## ACTION ITEM
The entries that follow need to be returned without any alteration.
[[ DATA TO USE, beginning ]]
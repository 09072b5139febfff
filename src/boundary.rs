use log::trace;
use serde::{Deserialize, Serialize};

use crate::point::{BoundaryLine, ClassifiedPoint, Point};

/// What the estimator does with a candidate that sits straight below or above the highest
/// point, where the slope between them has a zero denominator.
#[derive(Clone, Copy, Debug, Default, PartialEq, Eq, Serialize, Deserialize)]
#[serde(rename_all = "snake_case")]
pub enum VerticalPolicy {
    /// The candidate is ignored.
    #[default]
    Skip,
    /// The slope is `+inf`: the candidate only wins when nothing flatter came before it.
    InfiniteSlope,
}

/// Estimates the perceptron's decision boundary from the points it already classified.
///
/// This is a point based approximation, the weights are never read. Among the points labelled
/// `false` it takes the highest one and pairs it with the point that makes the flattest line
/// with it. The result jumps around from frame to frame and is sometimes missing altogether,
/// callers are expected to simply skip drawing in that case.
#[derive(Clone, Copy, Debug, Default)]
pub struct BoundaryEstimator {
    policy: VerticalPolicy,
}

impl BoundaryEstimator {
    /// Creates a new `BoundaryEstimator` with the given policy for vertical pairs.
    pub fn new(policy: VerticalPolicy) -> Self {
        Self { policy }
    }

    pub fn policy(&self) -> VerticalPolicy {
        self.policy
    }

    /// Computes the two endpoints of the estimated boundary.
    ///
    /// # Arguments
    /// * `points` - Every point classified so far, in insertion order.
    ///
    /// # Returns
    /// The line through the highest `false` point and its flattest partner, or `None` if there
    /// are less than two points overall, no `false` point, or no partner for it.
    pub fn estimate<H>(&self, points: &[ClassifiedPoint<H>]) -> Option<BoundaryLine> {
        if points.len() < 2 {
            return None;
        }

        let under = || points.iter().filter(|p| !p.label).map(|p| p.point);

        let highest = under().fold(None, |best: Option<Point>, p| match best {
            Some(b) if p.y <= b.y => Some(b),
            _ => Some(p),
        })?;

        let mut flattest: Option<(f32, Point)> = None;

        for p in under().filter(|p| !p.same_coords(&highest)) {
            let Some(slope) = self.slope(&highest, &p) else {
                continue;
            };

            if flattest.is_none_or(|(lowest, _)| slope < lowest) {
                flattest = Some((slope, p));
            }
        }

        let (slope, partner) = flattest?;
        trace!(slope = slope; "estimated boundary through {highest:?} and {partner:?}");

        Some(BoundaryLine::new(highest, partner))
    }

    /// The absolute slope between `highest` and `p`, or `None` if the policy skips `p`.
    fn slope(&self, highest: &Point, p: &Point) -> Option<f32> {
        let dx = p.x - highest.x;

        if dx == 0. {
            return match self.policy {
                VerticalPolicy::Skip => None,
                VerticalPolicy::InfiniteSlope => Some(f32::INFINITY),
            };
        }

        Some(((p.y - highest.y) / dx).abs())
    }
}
[[ DATA TO USE, end ]]
## RESPONSE TO THIS TASK
repository 09072b5139febfff
filename src/boundary.rs
use log::trace;
use serde::{Deserialize, Serialize};

use crate::point::{BoundaryLine, ClassifiedPoint, Point};

/// What the estimator does with a candidate that sits straight below or above the highest
/// point, where the slope between them has a zero denominator.
#[derive(Clone, Copy, Debug, Default, PartialEq, Eq, Serialize, Deserialize)]
#[serde(rename_all = "snake_case")]
pub enum VerticalPolicy {
    /// The candidate is ignored.
    #[default]
    Skip,
    /// The slope is `+inf`: the candidate only wins when nothing flatter came before it.
    InfiniteSlope,
}

/// Estimates the perceptron's decision boundary from the points it already classified.
///
/// This is a point based approximation, the weights are never read. Among the points labelled
/// `false` it takes the highest one and pairs it with the point that makes the flattest line
/// with it. The result jumps around from frame to frame and is sometimes missing altogether,
/// callers are expected to simply skip drawing in that case.
#[derive(Clone, Copy, Debug, Default)]
pub struct BoundaryEstimator {
    policy: VerticalPolicy,
}

impl BoundaryEstimator {
    /// Creates a new `BoundaryEstimator` with the given policy for vertical pairs.
    pub fn new(policy: VerticalPolicy) -> Self {
        Self { policy }
    }

    pub fn policy(&self) -> VerticalPolicy {
        self.policy
    }

    /// Computes the two endpoints of the estimated boundary.
    ///
    /// # Arguments
    /// * `points` - Every point classified so far, in insertion order.
    ///
    /// # Returns
    /// The line through the highest `false` point and its flattest partner, or `None` if there
    /// are less than two points overall, no `false` point, or no partner for it.
    pub fn estimate<H>(&self, points: &[ClassifiedPoint<H>]) -> Option<BoundaryLine> {
        if points.len() < 2 {
            return None;
        }

        let under = || points.iter().filter(|p| !p.label).map(|p| p.point);

        let highest = under().fold(None, |best: Option<Point>, p| match best {
            Some(b) if p.y <= b.y => Some(b),
            _ => Some(p),
        })?;

        let mut flattest: Option<(f32, Point)> = None;

        for p in under().filter(|p| !p.same_coords(&highest)) {
            let Some(slope) = self.slope(&highest, &p) else {
                continue;
            };

            if flattest.is_none_or(|(lowest, _)| slope < lowest) {
                flattest = Some((slope, p));
            }
        }

        let (slope, partner) = flattest?;
        trace!(slope = slope; "estimated boundary through {highest:?} and {partner:?}");

        Some(BoundaryLine::new(highest, partner))
    }

    /// The absolute slope between `highest` and `p`, or `None` if the policy skips `p`.
    fn slope(&self, highest: &Point, p: &Point) -> Option<f32> {
        let dx = p.x - highest.x;

        if dx == 0. {
            return match self.policy {
                VerticalPolicy::Skip => None,
                VerticalPolicy::InfiniteSlope => Some(f32::INFINITY),
            };
        }

        Some(((p.y - highest.y) / dx).abs())
    }
}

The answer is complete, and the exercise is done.